=== EXERCISE INPUTS ===
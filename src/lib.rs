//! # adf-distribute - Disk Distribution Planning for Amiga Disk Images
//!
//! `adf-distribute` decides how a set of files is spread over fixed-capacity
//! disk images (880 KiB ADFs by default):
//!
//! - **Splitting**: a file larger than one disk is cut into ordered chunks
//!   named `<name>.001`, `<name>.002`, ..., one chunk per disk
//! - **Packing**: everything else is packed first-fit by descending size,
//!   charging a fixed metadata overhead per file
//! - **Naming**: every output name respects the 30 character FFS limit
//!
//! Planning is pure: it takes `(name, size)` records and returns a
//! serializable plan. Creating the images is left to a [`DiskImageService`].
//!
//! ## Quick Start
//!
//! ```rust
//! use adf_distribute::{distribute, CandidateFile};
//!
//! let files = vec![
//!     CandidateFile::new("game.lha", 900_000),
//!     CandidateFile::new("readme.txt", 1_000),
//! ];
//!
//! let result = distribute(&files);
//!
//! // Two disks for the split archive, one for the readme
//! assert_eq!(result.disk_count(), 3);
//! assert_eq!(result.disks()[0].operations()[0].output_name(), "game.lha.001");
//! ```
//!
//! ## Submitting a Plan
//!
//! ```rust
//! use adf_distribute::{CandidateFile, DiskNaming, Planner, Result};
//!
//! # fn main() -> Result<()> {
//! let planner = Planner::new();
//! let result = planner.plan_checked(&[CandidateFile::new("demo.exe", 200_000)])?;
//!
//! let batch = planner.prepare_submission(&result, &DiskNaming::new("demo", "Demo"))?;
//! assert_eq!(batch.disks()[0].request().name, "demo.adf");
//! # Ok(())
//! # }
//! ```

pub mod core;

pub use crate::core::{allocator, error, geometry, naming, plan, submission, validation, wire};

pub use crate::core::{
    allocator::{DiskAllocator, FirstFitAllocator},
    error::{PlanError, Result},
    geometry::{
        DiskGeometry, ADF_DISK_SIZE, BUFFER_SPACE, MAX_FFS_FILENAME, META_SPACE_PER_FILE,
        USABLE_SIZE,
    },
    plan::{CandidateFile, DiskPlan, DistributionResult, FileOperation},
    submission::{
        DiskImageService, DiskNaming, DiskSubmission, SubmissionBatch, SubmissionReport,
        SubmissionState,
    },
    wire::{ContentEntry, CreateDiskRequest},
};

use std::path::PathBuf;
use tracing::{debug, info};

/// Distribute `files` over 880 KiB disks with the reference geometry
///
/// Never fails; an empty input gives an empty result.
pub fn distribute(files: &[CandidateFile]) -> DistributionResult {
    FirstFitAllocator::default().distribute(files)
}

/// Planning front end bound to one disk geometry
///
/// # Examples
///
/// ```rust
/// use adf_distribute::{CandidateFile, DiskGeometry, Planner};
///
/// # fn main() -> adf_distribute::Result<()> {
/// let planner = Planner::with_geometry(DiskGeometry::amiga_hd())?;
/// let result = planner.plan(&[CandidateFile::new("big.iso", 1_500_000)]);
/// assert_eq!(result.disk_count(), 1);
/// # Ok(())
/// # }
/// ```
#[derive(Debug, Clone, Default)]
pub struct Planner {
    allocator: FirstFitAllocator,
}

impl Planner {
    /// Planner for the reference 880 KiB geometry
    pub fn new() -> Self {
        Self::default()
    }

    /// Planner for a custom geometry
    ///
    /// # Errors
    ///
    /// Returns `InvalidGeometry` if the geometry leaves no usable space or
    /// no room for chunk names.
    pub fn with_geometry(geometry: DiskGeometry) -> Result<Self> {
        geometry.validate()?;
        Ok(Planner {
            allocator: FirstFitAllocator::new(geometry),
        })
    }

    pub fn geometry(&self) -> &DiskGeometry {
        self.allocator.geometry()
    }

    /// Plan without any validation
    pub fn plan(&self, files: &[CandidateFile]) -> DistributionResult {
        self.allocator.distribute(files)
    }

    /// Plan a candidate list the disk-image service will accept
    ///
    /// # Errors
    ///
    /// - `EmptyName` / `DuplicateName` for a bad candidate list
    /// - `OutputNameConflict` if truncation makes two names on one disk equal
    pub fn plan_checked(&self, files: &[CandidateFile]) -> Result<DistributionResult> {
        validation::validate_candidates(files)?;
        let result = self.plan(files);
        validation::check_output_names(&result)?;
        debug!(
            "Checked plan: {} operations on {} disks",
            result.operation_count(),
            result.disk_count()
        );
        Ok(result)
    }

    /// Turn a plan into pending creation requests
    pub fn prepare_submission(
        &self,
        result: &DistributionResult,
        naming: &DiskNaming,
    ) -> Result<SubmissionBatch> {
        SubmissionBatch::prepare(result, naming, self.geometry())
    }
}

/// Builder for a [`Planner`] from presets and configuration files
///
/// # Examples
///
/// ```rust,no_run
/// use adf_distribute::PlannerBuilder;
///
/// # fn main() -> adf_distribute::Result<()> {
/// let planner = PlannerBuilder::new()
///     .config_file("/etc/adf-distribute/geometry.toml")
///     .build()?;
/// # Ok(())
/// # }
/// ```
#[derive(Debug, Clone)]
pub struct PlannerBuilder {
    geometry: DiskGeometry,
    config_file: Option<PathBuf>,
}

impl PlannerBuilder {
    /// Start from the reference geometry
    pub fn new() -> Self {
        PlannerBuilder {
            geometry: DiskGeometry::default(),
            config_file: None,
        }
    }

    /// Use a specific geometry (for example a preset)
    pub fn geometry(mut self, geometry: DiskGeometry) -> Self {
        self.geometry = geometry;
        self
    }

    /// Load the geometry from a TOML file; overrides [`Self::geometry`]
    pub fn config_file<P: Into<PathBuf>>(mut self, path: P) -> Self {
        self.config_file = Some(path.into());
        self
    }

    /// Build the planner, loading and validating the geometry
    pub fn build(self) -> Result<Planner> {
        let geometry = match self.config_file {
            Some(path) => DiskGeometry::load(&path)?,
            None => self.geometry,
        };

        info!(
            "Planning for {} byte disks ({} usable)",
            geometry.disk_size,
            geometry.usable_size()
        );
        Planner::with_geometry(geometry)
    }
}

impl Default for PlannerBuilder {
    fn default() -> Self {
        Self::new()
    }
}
===
BRIEF: Extract all of the data shown above and repeat it verbatim.

EXPECTED OUTPUT:
filename src/lib.rs
//! # adf-distribute - Disk Distribution Planning for Amiga Disk Images
//!
//! `adf-distribute` decides how a set of files is spread over fixed-capacity
//! disk images (880 KiB ADFs by default):
//!
//! - **Splitting**: a file larger than one disk is cut into ordered chunks
//!   named `<name>.001`, `<name>.002`, ..., one chunk per disk
//! - **Packing**: everything else is packed first-fit by descending size,
//!   charging a fixed metadata overhead per file
//! - **Naming**: every output name respects the 30 character FFS limit
//!
//! Planning is pure: it takes `(name, size)` records and returns a
//! serializable plan. Creating the images is left to a [`DiskImageService`].
//!
//! ## Quick Start
//!
//! ```rust
//! use adf_distribute::{distribute, CandidateFile};
//!
//! let files = vec![
//!     CandidateFile::new("game.lha", 900_000),
//!     CandidateFile::new("readme.txt", 1_000),
//! ];
//!
//! let result = distribute(&files);
//!
//! // Two disks for the split archive, one for the readme
//! assert_eq!(result.disk_count(), 3);
//! assert_eq!(result.disks()[0].operations()[0].output_name(), "game.lha.001");
//! ```
//!
//! ## Submitting a Plan
//!
//! ```rust
//! use adf_distribute::{CandidateFile, DiskNaming, Planner, Result};
//!
//! # fn main() -> Result<()> {
//! let planner = Planner::new();
//! let result = planner.plan_checked(&[CandidateFile::new("demo.exe", 200_000)])?;
//!
//! let batch = planner.prepare_submission(&result, &DiskNaming::new("demo", "Demo"))?;
//! assert_eq!(batch.disks()[0].request().name, "demo.adf");
//! # Ok(())
//! # }
//! ```

pub mod core;

pub use crate::core::{allocator, error, geometry, naming, plan, submission, validation, wire};

pub use crate::core::{
    allocator::{DiskAllocator, FirstFitAllocator},
    error::{PlanError, Result},
    geometry::{
        DiskGeometry, ADF_DISK_SIZE, BUFFER_SPACE, MAX_FFS_FILENAME, META_SPACE_PER_FILE,
        USABLE_SIZE,
    },
    plan::{CandidateFile, DiskPlan, DistributionResult, FileOperation},
    submission::{
        DiskImageService, DiskNaming, DiskSubmission, SubmissionBatch, SubmissionReport,
        SubmissionState,
    },
    wire::{ContentEntry, CreateDiskRequest},
};

use std::path::PathBuf;
use tracing::{debug, info};

/// Distribute `files` over 880 KiB disks with the reference geometry
///
/// Never fails; an empty input gives an empty result.
pub fn distribute(files: &[CandidateFile]) -> DistributionResult {
    FirstFitAllocator::default().distribute(files)
}

/// Planning front end bound to one disk geometry
///
/// # Examples
///
/// ```rust
/// use adf_distribute::{CandidateFile, DiskGeometry, Planner};
///
/// # fn main() -> adf_distribute::Result<()> {
/// let planner = Planner::with_geometry(DiskGeometry::amiga_hd())?;
/// let result = planner.plan(&[CandidateFile::new("big.iso", 1_500_000)]);
/// assert_eq!(result.disk_count(), 1);
/// # Ok(())
/// # }
/// ```
#[derive(Debug, Clone, Default)]
pub struct Planner {
    allocator: FirstFitAllocator,
}

impl Planner {
    /// Planner for the reference 880 KiB geometry
    pub fn new() -> Self {
        Self::default()
    }

    /// Planner for a custom geometry
    ///
    /// # Errors
    ///
    /// Returns `InvalidGeometry` if the geometry leaves no usable space or
    /// no room for chunk names.
    pub fn with_geometry(geometry: DiskGeometry) -> Result<Self> {
        geometry.validate()?;
        Ok(Planner {
            allocator: FirstFitAllocator::new(geometry),
        })
    }

    pub fn geometry(&self) -> &DiskGeometry {
        self.allocator.geometry()
    }

    /// Plan without any validation
    pub fn plan(&self, files: &[CandidateFile]) -> DistributionResult {
        self.allocator.distribute(files)
    }

    /// Plan a candidate list the disk-image service will accept
    ///
    /// # Errors
    ///
    /// - `EmptyName` / `DuplicateName` for a bad candidate list
    /// - `OutputNameConflict` if truncation makes two names on one disk equal
    pub fn plan_checked(&self, files: &[CandidateFile]) -> Result<DistributionResult> {
        validation::validate_candidates(files)?;
        let result = self.plan(files);
        validation::check_output_names(&result)?;
        debug!(
            "Checked plan: {} operations on {} disks",
            result.operation_count(),
            result.disk_count()
        );
        Ok(result)
    }

    /// Turn a plan into pending creation requests
    pub fn prepare_submission(
        &self,
        result: &DistributionResult,
        naming: &DiskNaming,
    ) -> Result<SubmissionBatch> {
        SubmissionBatch::prepare(result, naming, self.geometry())
    }
}

/// Builder for a [`Planner`] from presets and configuration files
///
/// # Examples
///
/// ```rust,no_run
/// use adf_distribute::PlannerBuilder;
///
/// # fn main() -> adf_distribute::Result<()> {
/// let planner = PlannerBuilder::new()
///     .config_file("/etc/adf-distribute/geometry.toml")
///     .build()?;
/// # Ok(())
/// # }
/// ```
#[derive(Debug, Clone)]
pub struct PlannerBuilder {
    geometry: DiskGeometry,
    config_file: Option<PathBuf>,
}

impl PlannerBuilder {
    /// Start from the reference geometry
    pub fn new() -> Self {
        PlannerBuilder {
            geometry: DiskGeometry::default(),
            config_file: None,
        }
    }

    /// Use a specific geometry (for example a preset)
    pub fn geometry(mut self, geometry: DiskGeometry) -> Self {
        self.geometry = geometry;
        self
    }

    /// Load the geometry from a TOML file; overrides [`Self::geometry`]
    pub fn config_file<P: Into<PathBuf>>(mut self, path: P) -> Self {
        self.config_file = Some(path.into());
        self
    }

    /// Build the planner, loading and validating the geometry
    pub fn build(self) -> Result<Planner> {
        let geometry = match self.config_file {
            Some(path) => DiskGeometry::load(&path)?,
            None => self.geometry,
        };

        info!(
            "Planning for {} byte disks ({} usable)",
            geometry.disk_size,
            geometry.usable_size()
        );
        Planner::with_geometry(geometry)
    }
}

impl Default for PlannerBuilder {
    fn default() -> Self {
        Self::new()
    }
}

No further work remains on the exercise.